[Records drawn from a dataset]
- - - - -

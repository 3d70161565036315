use super::models::Config;
use std::collections::HashSet;
use thiserror::Error;
use url::Url;

#[derive(Debug, Error)]
pub enum ValidationError {
    #[error("invalid storage.base_url {url}: {reason}")]
    InvalidBaseUrl { url: String, reason: String },

    #[error("navigation.max_scan_days must be at least 1")]
    ZeroScanDays,

    #[error("cameras.ids must not be empty")]
    NoCameras,

    #[error("empty camera id")]
    EmptyCameraId,

    #[error("duplicate camera id: {0}")]
    DuplicateCameraId(String),
}

pub fn validate(config: &Config) -> Result<(), ValidationError> {
    let base_url = &config.storage.base_url;
    match Url::parse(base_url) {
        Ok(url) if matches!(url.scheme(), "http" | "https") => {}
        Ok(url) => {
            return Err(ValidationError::InvalidBaseUrl {
                url: base_url.clone(),
                reason: format!("unsupported scheme {}", url.scheme()),
            });
        }
        Err(e) => {
            return Err(ValidationError::InvalidBaseUrl {
                url: base_url.clone(),
                reason: e.to_string(),
            });
        }
    }

    if config.navigation.max_scan_days == 0 {
        return Err(ValidationError::ZeroScanDays);
    }

    if config.cameras.ids.is_empty() {
        return Err(ValidationError::NoCameras);
    }
    let mut seen = HashSet::new();
    for id in &config.cameras.ids {
        if id.is_empty() {
            return Err(ValidationError::EmptyCameraId);
        }
        if !seen.insert(id) {
            return Err(ValidationError::DuplicateCameraId(id.clone()));
        }
    }

    Ok(())
}

#[cfg(test)]
mod tests {
    use super::*;

    #[test]
    fn test_default_config_is_valid() {
        assert!(validate(&Config::default()).is_ok());
    }

    #[test]
    fn test_rejects_bad_base_url() {
        let mut config = Config::default();
        config.storage.base_url = "ftp://cams.example.net".to_string();
        assert!(matches!(
            validate(&config),
            Err(ValidationError::InvalidBaseUrl { .. })
        ));

        config.storage.base_url = "not a url".to_string();
        assert!(matches!(
            validate(&config),
            Err(ValidationError::InvalidBaseUrl { .. })
        ));
    }

    #[test]
    fn test_rejects_zero_scan_days() {
        let mut config = Config::default();
        config.navigation.max_scan_days = 0;
        assert!(matches!(validate(&config), Err(ValidationError::ZeroScanDays)));
    }

    #[test]
    fn test_rejects_camera_id_problems() {
        let mut config = Config::default();
        config.cameras.ids.clear();
        assert!(matches!(validate(&config), Err(ValidationError::NoCameras)));

        config.cameras.ids = vec!["1".to_string(), "1".to_string()];
        assert!(matches!(
            validate(&config),
            Err(ValidationError::DuplicateCameraId(_))
        ));
    }
}
//! Cursor navigation over the day cache.
//!
//! The engine owns one [`Cursor`] per viewer session and resolves `open`,
//! `step` and `close` requests against the cached manifests, fetching
//! adjacent days on demand when a step runs off the end of the local data.
//! Policy and exhaustion outcomes are ordinary [`NavOutcome`] values, never
//! errors; nothing in here is fatal to a session.

pub mod cursor;
pub mod location;
mod navigator;

pub use cursor::{Cursor, Direction, OpenRequest, ViewMode};
pub use location::{LocationError, LocationQuery};
pub use navigator::Navigator;

use crate::model::DayKey;

/// Why a navigation request was refused without moving the cursor.
#[derive(Debug, Clone, Copy, PartialEq, Eq)]
pub enum BlockReason {
    /// Latest mode has nothing newer than what is already shown.
    AtNewest,
    /// `step` with no open cursor.
    NothingOpen,
}

/// Tagged outcome of `open` and `step`. The surface chooses presentation
/// per tag; the engine guarantees the cursor is coherent in every case.
#[derive(Debug, Clone, Copy, PartialEq, Eq)]
pub enum NavOutcome {
    /// Cursor moved and resolves to an entry.
    Moved(Cursor),
    /// Cursor was set as requested but no entry exists there (open only).
    Vacant(Cursor),
    /// Refused by mode policy; cursor unchanged.
    Blocked(BlockReason),
    /// Latest-mode back-step handed off to a History session at `day`.
    HandedOff(DayKey),
    /// No further entry exists in the requested direction; cursor unchanged.
    Exhausted,
}

impl NavOutcome {
    pub fn cursor(&self) -> Option<Cursor> {
        match self {
            NavOutcome::Moved(cursor) | NavOutcome::Vacant(cursor) => Some(*cursor),
            _ => None,
        }
    }
}
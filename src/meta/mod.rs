//! Meta Module
//!
//! Provides the ordered metadata container with nested per-property
//! containers.

mod container;


// Re-export public types
pub use container::Meta;

/// Attribute value type: string, boolean, integer or nested structure.
pub use serde_json::Value;
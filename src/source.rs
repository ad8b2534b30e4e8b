//! Extraction Source Module
//!
//! The boundary through which raw class-level metadata enters the system.
//! A source maps a fully-qualified class name to a flat key-value record;
//! property- and method-level detail is the factory's concern.

use indexmap::IndexMap;
use serde_json::Value;

use crate::error::{ExtractionError, Result};

// == Source Trait ==
/// A capability producing raw metadata for a class.
///
/// Implementations may read structured documentation comments, external
/// metadata files, or any other authority; the core treats the record as
/// opaque. Fails with [`ExtractionError::UnknownClass`] when the class
/// cannot be resolved, or [`ExtractionError::SourceFailure`] for
/// implementation-specific faults.
pub trait Source {
    /// Obtains the raw metadata record for a fully-qualified class name.
    fn for_class(&self, class: &str) -> Result<IndexMap<String, Value>>;
}

// == Map Source ==
/// A source backed by an in-memory map of class records.
///
/// The simplest real source, also used as a test double: classes are
/// registered up front and anything else resolves to
/// [`ExtractionError::UnknownClass`].
#[derive(Debug, Clone, Default)]
pub struct MapSource {
    /// Registered class records, keyed by fully-qualified class name
    classes: IndexMap<String, IndexMap<String, Value>>,
}

impl MapSource {
    /// Creates an empty source.
    pub fn new() -> Self {
        Self::default()
    }

    /// Registers the record for a class, replacing any previous one.
    pub fn insert<I, K, V>(&mut self, class: impl Into<String>, record: I)
    where
        I: IntoIterator<Item = (K, V)>,
        K: Into<String>,
        V: Into<Value>,
    {
        let record = record
            .into_iter()
            .map(|(key, value)| (key.into(), value.into()))
            .collect();
        self.classes.insert(class.into(), record);
    }

    /// Builder form of [`insert`](Self::insert).
    pub fn with_class<I, K, V>(mut self, class: impl Into<String>, record: I) -> Self
    where
        I: IntoIterator<Item = (K, V)>,
        K: Into<String>,
        V: Into<Value>,
    {
        self.insert(class, record);
        self
    }
}

impl Source for MapSource {
    fn for_class(&self, class: &str) -> Result<IndexMap<String, Value>> {
        self.classes
            .get(class)
            .cloned()
            .ok_or_else(|| ExtractionError::UnknownClass(class.to_string()))
    }
}

// == Unit Tests ==
#[cfg(test)]
mod tests {
    use super::*;
    use serde_json::json;

    #[test]
    fn test_map_source_hit() {
        let source = MapSource::new()
            .with_class("MetaTest\\FooBar", [("foo", json!(true)), ("blue", json!("22"))]);

        let record = source.for_class("MetaTest\\FooBar").unwrap();
        assert_eq!(record.get("foo"), Some(&json!(true)));
        assert_eq!(record.get("blue"), Some(&json!("22")));
    }

    #[test]
    fn test_map_source_unknown_class() {
        let source = MapSource::new();

        let result = source.for_class("MetaTest\\Gone");
        assert!(matches!(result, Err(ExtractionError::UnknownClass(_))));
    }

    #[test]
    fn test_map_source_replaces_record() {
        let mut source = MapSource::new();
        source.insert("MetaTest\\FooBar", [("foo", json!(true))]);
        source.insert("MetaTest\\FooBar", [("bar", json!("Hello world"))]);

        let record = source.for_class("MetaTest\\FooBar").unwrap();
        assert_eq!(record.get("foo"), None);
        assert_eq!(record.get("bar"), Some(&json!("Hello world")));
    }
}
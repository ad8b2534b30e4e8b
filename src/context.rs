//! Context Module
//!
//! A caller-owned configuration object holding the active extraction
//! factory. Replaces process-wide factory state with explicit dependency
//! injection: construct one, optionally swap the factory, and pass the
//! context to whoever extracts metadata.

use crate::error::Result;
use crate::factory::{AnnotationFactory, MetaFactory};
use crate::meta::Meta;
use crate::reflect::Reflect;

// == Meta Context ==
/// Holds the active [`MetaFactory`].
///
/// Not internally synchronized: callers that share a context across
/// threads while replacing the factory provide their own synchronization,
/// typically by configuring the context before concurrent use begins.
pub struct MetaContext {
    /// The active extraction factory
    factory: Box<dyn MetaFactory>,
}

impl MetaContext {
    // == Constructor ==
    /// Creates a context around the built-in annotation factory.
    pub fn new() -> Self {
        Self {
            factory: Box::new(AnnotationFactory::new()),
        }
    }

    /// Creates a context around a custom factory.
    pub fn with_factory(factory: impl MetaFactory + 'static) -> Self {
        Self {
            factory: Box::new(factory),
        }
    }

    // == Factory Access ==
    /// Returns the currently active factory.
    pub fn factory(&self) -> &dyn MetaFactory {
        self.factory.as_ref()
    }

    /// Replaces the active factory.
    ///
    /// Not retroactive: affects subsequent `extract` calls only, never
    /// containers already built.
    pub fn use_factory(&mut self, factory: impl MetaFactory + 'static) {
        self.factory = Box::new(factory);
    }

    // == Extract ==
    /// Creates metadata for a reflective handle using the active factory.
    pub fn extract(&self, target: &Reflect) -> Result<Meta> {
        self.factory.create(target)
    }
}

impl Default for MetaContext {
    fn default() -> Self {
        Self::new()
    }
}
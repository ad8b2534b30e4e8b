//! Error types for metadata extraction
//!
//! Provides unified error handling using thiserror.

use thiserror::Error;

// == Extraction Error Enum ==
/// Unified error type for metadata extraction.
///
/// Absence is never an error: reading an unset metadata key or a
/// never-populated property container yields an empty result instead.
/// These variants only cover failures to obtain or parse raw annotation
/// data, and they abort the whole extraction for the target (no partial
/// container is returned).
#[derive(Error, Debug)]
pub enum ExtractionError {
    /// A source could not resolve the requested class
    #[error("Cannot resolve class: {0}")]
    UnknownClass(String),

    /// A docblock line introduces a tag that cannot be parsed
    #[error("Malformed annotation on {target}: `{line}`")]
    MalformedAnnotation {
        /// The class, property or method the docblock belongs to
        target: String,
        /// The offending docblock line, stripped of comment decoration
        line: String,
    },

    /// Implementation-specific failure of an extraction source
    #[error("Source failed for {class}: {reason}")]
    SourceFailure {
        /// The class the source was queried for
        class: String,
        /// Human-readable description of the fault
        reason: String,
    },
}

// == Result Type Alias ==
/// Convenience Result type for metadata extraction.
pub type Result<T> = std::result::Result<T, ExtractionError>;
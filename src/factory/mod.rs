//! Factory Module
//!
//! Turns reflective handles into populated metadata containers. The
//! [`MetaFactory`] trait is the extraction-strategy seam; the built-in
//! [`AnnotationFactory`] parses docblock annotations, normalizes
//! well-known keys and recurses into declared properties.

mod annotations;
mod docblock;
mod types;

// Re-export public types
pub use annotations::AnnotationFactory;
pub use docblock::parse_docblock;
pub use types::TypeScope;

use crate::error::Result;
use crate::meta::Meta;
use crate::reflect::Reflect;

// == Meta Factory Trait ==
/// Strategy for building metadata from a reflective handle.
///
/// A failing target fails the whole `create` call atomically; no partial
/// container is ever returned.
pub trait MetaFactory {
    /// Produces a populated metadata container for the target.
    fn create(&self, target: &Reflect) -> Result<Meta>;
}
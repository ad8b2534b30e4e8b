//! Metadata Container Module
//!
//! An insertion-ordered key-value store for annotation metadata, with
//! lazily created child containers per class property.

use indexmap::IndexMap;
use serde::{Deserialize, Serialize};
use serde_json::Value;

use crate::error::Result;
use crate::factory::{AnnotationFactory, MetaFactory};
use crate::reflect::Reflect;

// == Meta ==
/// Metadata for a class, property or method.
///
/// Attributes keep their insertion order and are unique per key. Child
/// containers are owned by their parent (no back-references), created on
/// first access to a property name and stable for the parent's lifetime.
///
/// Cloning is deep for the property sub-tree: mutating a clone's child
/// never affects the original's child.
#[derive(Debug, Clone, Default, PartialEq, Serialize, Deserialize)]
pub struct Meta {
    /// Attribute key-value mapping, in insertion order
    attributes: IndexMap<String, Value>,
    /// Metadata of class properties, keyed by property name
    properties: IndexMap<String, Meta>,
}

impl Meta {
    // == Constructor ==
    /// Creates an empty container.
    pub fn new() -> Self {
        Self::default()
    }

    // == Get ==
    /// Returns the value for a key, or `None` when the key was never set.
    ///
    /// An absent key is not an error; it reads as `None`.
    pub fn get(&self, key: &str) -> Option<&Value> {
        self.attributes.get(key)
    }

    // == Set ==
    /// Sets a single attribute, overwriting any previous value.
    pub fn set(&mut self, key: impl Into<String>, value: impl Into<Value>) {
        self.attributes.insert(key.into(), value.into());
    }

    // == Set All ==
    /// Merges a mapping into the attributes.
    ///
    /// Colliding keys are overwritten; keys not mentioned in the mapping
    /// are left untouched.
    pub fn set_all<I, K, V>(&mut self, values: I)
    where
        I: IntoIterator<Item = (K, V)>,
        K: Into<String>,
        V: Into<Value>,
    {
        for (key, value) in values {
            self.attributes.insert(key.into(), value.into());
        }
    }

    // == Of Property ==
    /// Returns the metadata container of a property, creating an empty one
    /// on first access.
    ///
    /// Creation is idempotent: the same name always yields the same
    /// container across calls on the same parent.
    pub fn of_property(&mut self, property: &str) -> &mut Meta {
        self.properties.entry(property.to_string()).or_default()
    }

    // == Of Properties ==
    /// Returns the metadata of all properties populated or accessed so far.
    pub fn of_properties(&self) -> &IndexMap<String, Meta> {
        &self.properties
    }

    /// Returns the metadata of a property without creating it.
    pub fn property(&self, property: &str) -> Option<&Meta> {
        self.properties.get(property)
    }

    // == Attributes ==
    /// Returns the full attribute mapping, in insertion order.
    pub fn attributes(&self) -> &IndexMap<String, Value> {
        &self.attributes
    }

    /// Returns the number of attributes.
    pub fn len(&self) -> usize {
        self.attributes.len()
    }

    /// Returns true if the container holds no attributes.
    pub fn is_empty(&self) -> bool {
        self.attributes.is_empty()
    }

    // == Extract ==
    /// Creates metadata from a reflective handle using the built-in
    /// annotation factory.
    ///
    /// The factory is constructed at the call site; callers that need a
    /// configured factory (source, cache) hold one in a
    /// [`MetaContext`](crate::context::MetaContext) instead.
    pub fn extract(target: &Reflect) -> Result<Meta> {
        AnnotationFactory::new().create(target)
    }
}
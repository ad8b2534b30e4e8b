//! Memory Cache Module
//!
//! A plain in-memory implementation of the cache contract.

use std::collections::HashMap;
use std::sync::{Mutex, PoisonError};

use tracing::trace;

use crate::cache::MetaCache;
use crate::meta::Meta;

// == Memory Cache ==
/// In-memory metadata cache backed by a mutex-guarded map.
///
/// Entries live until overwritten or the cache is dropped; there is no
/// eviction or expiry. `get` hands out a clone, so holders never share
/// mutable state with the cache.
#[derive(Debug, Default)]
pub struct MemoryCache {
    /// Stored metadata trees, keyed by class name
    entries: Mutex<HashMap<String, Meta>>,
}

impl MemoryCache {
    // == Constructor ==
    /// Creates an empty cache.
    pub fn new() -> Self {
        Self::default()
    }

    /// Returns the current number of entries.
    pub fn len(&self) -> usize {
        self.lock().len()
    }

    /// Returns true if the cache holds no entries.
    pub fn is_empty(&self) -> bool {
        self.lock().is_empty()
    }

    fn lock(&self) -> std::sync::MutexGuard<'_, HashMap<String, Meta>> {
        // A poisoned lock only means a panic elsewhere; the map itself is
        // still consistent for these single-step operations.
        self.entries.lock().unwrap_or_else(PoisonError::into_inner)
    }
}

impl MetaCache for MemoryCache {
    fn set(&self, key: &str, meta: Meta) {
        trace!(key, "storing metadata in memory cache");
        self.lock().insert(key.to_string(), meta);
    }

    fn get(&self, key: &str) -> Option<Meta> {
        self.lock().get(key).cloned()
    }

    fn has(&self, key: &str) -> bool {
        self.lock().contains_key(key)
    }
}
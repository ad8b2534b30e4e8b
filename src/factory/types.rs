//! Type Resolution Module
//!
//! Qualifies raw type tokens from `var` and `return` annotations against
//! the declaring class's namespace and use-aliases, the same way a
//! language's own type-hint resolver would.

use indexmap::IndexMap;
use once_cell::sync::Lazy;
use regex::Regex;

use crate::reflect::{namespace_of, NAMESPACE_SEPARATOR};

// == Scalar Types ==
/// Type aliases that pass through qualification unchanged.
const SCALAR_TYPES: &[&str] = &[
    "array", "bool", "boolean", "callable", "double", "false", "float", "int", "integer",
    "iterable", "mixed", "null", "object", "parent", "resource", "self", "static", "string",
    "true", "void",
];

// == Patterns ==
/// Matches class-name-like tokens: identifier segments joined by the
/// namespace separator, with an optional leading separator.
static CLASS_NAME_RE: Lazy<Regex> = Lazy::new(|| {
    Regex::new(r"^\\?[A-Za-z_][A-Za-z0-9_]*(\\[A-Za-z_][A-Za-z0-9_]*)*$")
        .expect("class name pattern is valid")
});

// == Type Scope ==
/// Resolution context of a declaring class: its namespace and the
/// use-aliases declared in its file.
#[derive(Debug, Clone, Copy)]
pub struct TypeScope<'a> {
    /// Namespace the declaring class lives in, `""` for global
    namespace: &'a str,
    /// Use-aliases, alias to fully-qualified name
    uses: &'a IndexMap<String, String>,
}

impl<'a> TypeScope<'a> {
    /// Creates the scope of a declaring class.
    pub fn of(declaring_class: &'a str, uses: &'a IndexMap<String, String>) -> Self {
        Self {
            namespace: namespace_of(declaring_class),
            uses,
        }
    }

    // == Qualify ==
    /// Resolves a raw type token into a fully-qualified name.
    ///
    /// Resolution order: scalar aliases pass unchanged; a token with a
    /// leading separator is explicitly qualified (the separator is
    /// stripped); a token containing a separator is taken as already
    /// qualified; a bare token is checked against the use-aliases before
    /// being prefixed with the current namespace. Tokens that are not
    /// class-name-like (unions, generics, `Foo[]`) are left as given.
    pub fn qualify(&self, token: &str) -> String {
        if token.is_empty() || is_scalar(token) || !CLASS_NAME_RE.is_match(token) {
            return token.to_string();
        }

        if let Some(explicit) = token.strip_prefix(NAMESPACE_SEPARATOR) {
            return explicit.to_string();
        }
        if token.contains(NAMESPACE_SEPARATOR) {
            return token.to_string();
        }

        if let Some(target) = self.uses.get(token) {
            return target.clone();
        }

        if self.namespace.is_empty() {
            token.to_string()
        } else {
            format!("{}{}{}", self.namespace, NAMESPACE_SEPARATOR, token)
        }
    }
}

/// Checks a token against the scalar alias list.
fn is_scalar(token: &str) -> bool {
    SCALAR_TYPES
        .iter()
        .any(|scalar| scalar.eq_ignore_ascii_case(token))
}

// == Unit Tests ==
#[cfg(test)]
mod tests {
    use super::*;

    #[test]
    fn test_scalar_passes_unchanged() {
        let uses = IndexMap::new();
        let scope = TypeScope::of("MetaTest\\FooBar", &uses);

        assert_eq!(scope.qualify("int"), "int");
        assert_eq!(scope.qualify("float"), "float");
        assert_eq!(scope.qualify("string"), "string");
        assert_eq!(scope.qualify("bool"), "bool");
        assert_eq!(scope.qualify("Mixed"), "Mixed");
    }

    #[test]
    fn test_bare_token_gets_namespace() {
        let uses = IndexMap::new();
        let scope = TypeScope::of("MetaTest\\FooBar", &uses);

        assert_eq!(scope.qualify("Ball"), "MetaTest\\Ball");
    }

    #[test]
    fn test_alias_wins_over_namespace() {
        let mut uses = IndexMap::new();
        uses.insert("Ball".to_string(), "Toys\\Ball".to_string());
        let scope = TypeScope::of("MetaTest\\FooBar", &uses);

        assert_eq!(scope.qualify("Ball"), "Toys\\Ball");
        assert_eq!(scope.qualify("Bike"), "MetaTest\\Bike");
    }

    #[test]
    fn test_leading_separator_is_explicit() {
        let mut uses = IndexMap::new();
        uses.insert("Ball".to_string(), "Toys\\Ball".to_string());
        let scope = TypeScope::of("MetaTest\\FooBar", &uses);

        assert_eq!(scope.qualify("\\Ball"), "Ball");
        assert_eq!(scope.qualify("\\Other\\Ball"), "Other\\Ball");
    }

    #[test]
    fn test_qualified_token_is_kept() {
        let uses = IndexMap::new();
        let scope = TypeScope::of("MetaTest\\FooBar", &uses);

        assert_eq!(scope.qualify("MetaTest\\Bike"), "MetaTest\\Bike");
        assert_eq!(scope.qualify("Other\\Thing"), "Other\\Thing");
    }

    #[test]
    fn test_global_namespace_keeps_bare_token() {
        let uses = IndexMap::new();
        let scope = TypeScope::of("FooBar", &uses);

        assert_eq!(scope.qualify("Ball"), "Ball");
    }

    #[test]
    fn test_non_class_like_tokens_left_as_given() {
        let uses = IndexMap::new();
        let scope = TypeScope::of("MetaTest\\FooBar", &uses);

        assert_eq!(scope.qualify("Ball[]"), "Ball[]");
        assert_eq!(scope.qualify("float|null"), "float|null");
        assert_eq!(scope.qualify("array<string>"), "array<string>");
        assert_eq!(scope.qualify(""), "");
    }
}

- - - - -

[INSTRUCTIONS TO FOLLOW] Return the entries exactly through the "String, reason: String" line.

[RESPONSE BELOW]
repository 3d70161565036315
use super::models::Config;
use std::collections::HashSet;
use thiserror::Error;
use url::Url;

#[derive(Debug, Error)]
pub enum ValidationError {
    #[error("invalid storage.base_url {url}: {reason}")]
    InvalidBaseUrl { url: String, reason: String },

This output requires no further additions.